With Valentine’s Day nearly here, next week’s issue of this newspaper should have one or more features related to this day.
When I was a youngster attending Pleasant Valley School, I looked forward to exchanging valentines with my classmates and the party held that afternoon. While the pupils were encouraged to share valentines with everyone, there were always special girls I particularly wanted valentines from.
Thus far this year, we have struck out when it comes to special feature story ideas for the Valentine issue. Surely, we haven’t exhausted the supply. New stories should be made every year.
As I look back at my family, my parents, grandparents and even this editor and his wife have suitable romance stories. Some of those stories I’ve shared here before and some I don’t know enough about to make a good story. I should have asked more questions when the subjects were alive.
I know how my father’s parents met but have no clue as to how my mother’s parents met.
Grandfather Wrench was raised near Asherville, Kansas and Grandmother Wrench near Ayr, Nebraska. I never thought to ask how they met or about their courtship.
I know more about my father’s parents and their brief courtship, though today I’d like to know even more.
Grandmother was raised in Hubbell and Grandfather in Hardy. They met in Fairbury. At the time Grandfather was working as a brakeman for the Rock Island Railroad. He observed a beautiful red-haired girl standing on the station’s platform waiting for the train to Ruskin. I suspect he was supposed to be that train’s brakeman but found time for courting on the side.
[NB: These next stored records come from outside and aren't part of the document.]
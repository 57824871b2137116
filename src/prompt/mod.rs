//! Prompt rendering.
//!
//! Templates use `tera` syntax. Two named templates are registered:
//!
//! - `system`: rendered once per conversation from the persona. Variables:
//!   `persona_id`, `persona_name`, `demographics`, `prior_responses`.
//! - `turn`: rendered per turn from the questions it covers. Variables:
//!   `instrument`, `scale`, `scale_description`, `single`, and `questions`,
//!   a list of `{id, text, min, max, scale_description}`.
//!
//! Multi-question turns list each question as `[id] text` on its own line
//! and ask for `id: number` replies, which is what the reply parser's
//! labelled pass looks for.

use std::path::{Path, PathBuf};

use serde::Serialize;
use tera::{Context, Tera};

use crate::errors::TemplateError;
use crate::instrument::{Instrument, QuestionRef};
use crate::persona::{Persona, PersonaStore};

pub const SYSTEM_TEMPLATE: &str = "system";
pub const TURN_TEMPLATE: &str = "turn";

pub const DEFAULT_SYSTEM_TEMPLATE: &str = "\
You are taking part in a psychological survey as persona {{ persona_id }}\
{% if persona_name %} ({{ persona_name }}){% endif %}.
{% if demographics %}
Your characteristics:
{% for key, value in demographics %}- {{ key }}: {{ value }}
{% endfor %}{% endif %}{% if prior_responses %}
Things you have said before:
{% for text in prior_responses %}- {{ text }}
{% endfor %}{% endif %}
Answer every question as this person would. Respond only with numbers.";

pub const DEFAULT_TURN_TEMPLATE: &str = "\
{% if single %}{% set q = questions | first %}\
Please rate the following statement on a scale from {{ q.scale_description }}.

\"{{ q.text }}\"

Reply with a single number between {{ q.min }} and {{ q.max }}.\
{% else %}\
Please rate each of the following statements from \"{{ scale }}\"\
{% if scale_description %} on a scale from {{ scale_description }}{% endif %}.

{% for q in questions %}[{{ q.id }}] {{ q.text }} ({{ q.min }} to {{ q.max }})
{% endfor %}
Reply with one line per statement in the form \"ID: number\", \
for example \"{{ questions.0.id }}: {{ questions.0.min }}\".\
{% endif %}";

// ---------------------------------------------------------------------------
// Template variables
// ---------------------------------------------------------------------------

#[derive(Debug, Serialize)]
struct QuestionVars<'a> {
    id: &'a str,
    text: &'a str,
    min: i64,
    max: i64,
    scale_description: String,
}

/// Variables for the `system` template.
pub fn persona_context(persona: &Persona) -> Context {
    let prior: Vec<&str> = persona
        .prior_responses
        .iter()
        .filter_map(|r| {
            r.revised_response
                .as_deref()
                .or(r.original_response.as_deref())
        })
        .filter(|text| !text.trim().is_empty())
        .collect();

    let mut context = Context::new();
    context.insert("persona_id", &persona.persona_id);
    context.insert("persona_name", &persona.name.clone().unwrap_or_default());
    context.insert("demographics", &persona.demographics);
    context.insert("prior_responses", &prior);
    context
}

/// Variables for the `turn` template.
pub fn turn_context(instrument: &Instrument, questions: &[QuestionRef<'_>]) -> Context {
    let vars: Vec<QuestionVars<'_>> = questions
        .iter()
        .map(|q| QuestionVars {
            id: &q.question.id,
            text: &q.question.text,
            min: q.question.response_scale.min,
            max: q.question.response_scale.max,
            scale_description: q.question.response_scale.describe(),
        })
        .collect();

    let first = questions.first();
    let same_scale = questions
        .iter()
        .all(|q| first.is_some_and(|f| f.scale.name == q.scale.name));
    let scale = match first {
        Some(f) if same_scale => f.scale.name.as_str(),
        _ => instrument.name.as_str(),
    };
    let same_range = questions
        .iter()
        .all(|q| first.is_some_and(|f| f.question.response_scale == q.question.response_scale));
    let scale_description = match first {
        Some(f) if same_range => f.question.response_scale.describe(),
        _ => String::new(),
    };

    let mut context = Context::new();
    context.insert("instrument", &instrument.name);
    context.insert("scale", scale);
    context.insert("scale_description", &scale_description);
    context.insert("single", &(questions.len() == 1));
    context.insert("questions", &vars);
    context
}

// ---------------------------------------------------------------------------
// Rendering
// ---------------------------------------------------------------------------

/// Flatten a tera error and its sources into one line.
fn describe(err: &tera::Error) -> String {
    let mut message = err.to_string();
    let mut source = std::error::Error::source(err);
    while let Some(cause) = source {
        message.push_str(": ");
        message.push_str(&cause.to_string());
        source = cause.source();
    }
    message
}

/// Render a template string once. Pure: no registry, no file access.
pub fn render_template(template: &str, variables: &Context) -> Result<String, TemplateError> {
    Tera::one_off(template, variables, false).map_err(|e| TemplateError::Render {
        name: "inline".into(),
        message: describe(&e),
    })
}

/// Registry holding the parsed `system` and `turn` templates.
#[derive(Debug, Clone)]
pub struct PromptRenderer {
    tera: Tera,
}

impl PromptRenderer {
    /// Renderer with the built-in templates.
    pub fn new() -> Result<Self, TemplateError> {
        Self::with_templates(DEFAULT_SYSTEM_TEMPLATE, DEFAULT_TURN_TEMPLATE)
    }

    pub fn with_templates(system: &str, turn: &str) -> Result<Self, TemplateError> {
        let mut tera = Tera::default();
        for (name, source) in [(SYSTEM_TEMPLATE, system), (TURN_TEMPLATE, turn)] {
            tera.add_raw_template(name, source)
                .map_err(|e| TemplateError::Parse {
                    name: name.to_string(),
                    message: describe(&e),
                })?;
        }
        Ok(Self { tera })
    }

    /// Built-in turn template with the system template read from `path`.
    pub fn with_system_file(path: &Path) -> Result<Self, TemplateError> {
        let source = std::fs::read_to_string(path).map_err(|source| TemplateError::Io {
            path: path.to_path_buf(),
            source,
        })?;
        Self::with_templates(&source, DEFAULT_TURN_TEMPLATE)
    }

    /// Renderer for a run: the configured system template if any, else the
    /// built-in one.
    pub fn from_path(system_template: Option<&Path>) -> Result<Self, TemplateError> {
        match system_template {
            Some(path) => Self::with_system_file(path),
            None => Self::new(),
        }
    }

    fn render(&self, name: &str, context: &Context) -> Result<String, TemplateError> {
        self.tera
            .render(name, context)
            .map_err(|e| TemplateError::Render {
                name: name.to_string(),
                message: describe(&e),
            })
    }

    pub fn render_system(&self, persona: &Persona) -> Result<String, TemplateError> {
        self.render(SYSTEM_TEMPLATE, &persona_context(persona))
    }

    pub fn render_turn(
        &self,
        instrument: &Instrument,
        questions: &[QuestionRef<'_>],
    ) -> Result<String, TemplateError> {
        self.render(TURN_TEMPLATE, &turn_context(instrument, questions))
    }
}

/// Write `persona_{id}_prompt.txt` for every persona into `out_dir`.
///
/// Returns the paths written, in store order.
pub fn render_persona_prompts(
    renderer: &PromptRenderer,
    personas: &PersonaStore,
    out_dir: &Path,
) -> Result<Vec<PathBuf>, TemplateError> {
    let io_err = |path: &Path| {
        let path = path.to_path_buf();
        move |source| TemplateError::Io { path, source }
    };

    std::fs::create_dir_all(out_dir).map_err(io_err(out_dir))?;
    let mut written = Vec::with_capacity(personas.len());
    for persona in personas.iter() {
        let text = renderer.render_system(persona)?;
        let path = out_dir.join(format!("persona_{}_prompt.txt", persona.persona_id));
        std::fs::write(&path, text).map_err(io_err(&path))?;
        tracing::debug!(persona_id = persona.persona_id, path = %path.display(), "rendered prompt");
        written.push(path);
    }
    tracing::info!(count = written.len(), dir = %out_dir.display(), "rendered persona prompts");
    Ok(written)
}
On Christmas Eve of 1903, they went to the Jefferson County courthouse at Fairbury and were married. Today I wonder how many days or hours they may have known each other before making the commitment that lasted more than 55 years. I suspect it wasn’t very long. Grandmother was only 17 at the time which was a problem because Nebraska law required brides to be 18 before they could be married without their parents’ permission. I suspect their daughter left home a single woman going to visit her married sister in Ruskin and returned a married woman. The marriage took place on Christmas Eve, 1903.
Grandmother didn’t want to lie about her age so she devised a plan to fool the judge and soothe her conscious about lying. Before going into the judge’s office, she wrote the number 18 on a slip of paper and placed it in her shoe. That way when the judge asked “Ida, are you over 18?” she could truthfully answer “Yes” for she was standing over the number 18.
My parents had a long courtship and had purchased several pieces of new furniture including a dining room set, bedroom set, living room couch and chair and had begun construction of what was to become their home. My mother did not want to start married life with lots of debt and so lived with her parents, worked for three years in the Farmers Union Creamery office and used the money earned to buy things for the home she planned to establish.
They planned a small wedding with only family members present but there was a problem when the minister forgot he had scheduled a wedding and agreed to officiated at a funeral at the same time.
So the wedding time was advanced. My parents were able to adjust their schedules and attended the earlier session but their fathers were not.
When it was my turn to be married, Rita and I planned a small wedding at her parents’s farm. Problem was the day that appeared to work the best fell on a day her family would normally be harvesting wheat. She said that wouldn’t be a problem as the harvest crew always broke for an afternoon lunch. She said, “I’ll stop the combine, we will all gather around and be married in the wheat field.”
That plan was changed when the wheat crop was a failure. Instead, we were married in her parents’ living room.
For the occasion, my father rented a video camera (home video was new at the time). He set it up and when the wedding started the on-off switch was pushed. Problem was, the camera had mistakenly been turned on and filmed several minutes of piano music before being turned off as the wedding started.
I had worked at the newspaper office that morning and a late customer delayed my leaving Superior. That upset my mother. However, I assured her the wedding would not start until I arrived.
‘The wedding was to be surprise and I had not shared wedding plans with co-workers at the newspaper. However they had figured out something was going on when one returned on the weekend and found a press had been used and all evidence of what was printed was missing.
He wasn’t surprised to see I had used the press, but since clean-up is not part of my nature, he concluded whatever I had printed was top secrete and was probably related to the editor’s wedding. How right he was. Before I got back to work on Monday, the entire newspaper crew knew about the boss’s wedding.
Now you’ve heard my wedding stories. I’d like to hear yours.